- _What you are asked to do_
Please reproduce the entries below exactly, starting at the first line and ending with the line that holds "delivered into the".

- _Data records_
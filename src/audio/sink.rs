use async_trait::async_trait;
use thiserror::Error;
use tokio::sync::mpsc::UnboundedSender;
use tracing::debug;

use super::session::SessionMessage;

#[derive(Debug, Clone, PartialEq, Error)]
pub enum SinkError {
    #[error("could not open stream: {0}")]
    Open(String),
    #[error("stream control failed: {0}")]
    Control(String),
}

/// Identifies one opened stream within a session.
pub type StreamId = u64;

/// Completion notifier handed to the sink with every opened stream.
///
/// Sinks call [`StreamCompletion::complete`] once when the stream is
/// exhausted, errors out or is halted. The signal is delivered into the
/// owning session's inbox; a session that has already moved on or shut down
/// ignores it.
#[derive(Debug, Clone)]
pub struct StreamCompletion {
    stream_id: StreamId,
    inbox: UnboundedSender<SessionMessage>,
}

impl StreamCompletion {
    pub(crate) fn new(stream_id: StreamId, inbox: UnboundedSender<SessionMessage>) -> Self {
        Self { stream_id, inbox }
    }

    pub fn stream_id(&self) -> StreamId {
        self.stream_id
    }

    pub fn complete(&self, error: Option<String>) {
        let message = SessionMessage::StreamEnded {
            stream_id: self.stream_id,
            error,
        };
        if self.inbox.send(message).is_err() {
            debug!("Stream {} ended after its session closed", self.stream_id);
        }
    }
}

/// Control surface of one playing stream.
pub trait StreamHandle: Send + Sync {
    fn set_volume(&self, volume: f32) -> Result<(), SinkError>;
    fn pause(&self) -> Result<(), SinkError>;
    fn resume(&self) -> Result<(), SinkError>;
    /// Stops the stream; the completion fires as a result.
    fn halt(&self) -> Result<(), SinkError>;
}

/// The voice transport a session owns.
#[async_trait]
pub trait AudioSink: Send + Sync {
    /// Starts streaming `stream_url` at `volume`.
    async fn open(
        &self,
        stream_url: &str,
        volume: f32,
        completion: StreamCompletion,
    ) -> Result<Box<dyn StreamHandle>, SinkError>;

    /// Closes the voice connection.
    async fn release(&self);
}

/// Reports how many non-bot listeners share the voice channel.
pub trait Occupancy: Send + Sync {
    fn listener_count(&self) -> usize;
}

- _Output for this exercise_
filename src/audio/sink.rs
use async_trait::async_trait;
use thiserror::Error;
use tokio::sync::mpsc::UnboundedSender;
use tracing::debug;

use super::session::SessionMessage;

#[derive(Debug, Clone, PartialEq, Error)]
pub enum SinkError {
    #[error("could not open stream: {0}")]
    Open(String),
    #[error("stream control failed: {0}")]
    Control(String),
}

/// Identifies one opened stream within a session.
pub type StreamId = u64;

/// Completion notifier handed to the sink with every opened stream.
///
/// Sinks call [`StreamCompletion::complete`] once when the stream is
/// exhausted, errors out or is halted. The signal is delivered into the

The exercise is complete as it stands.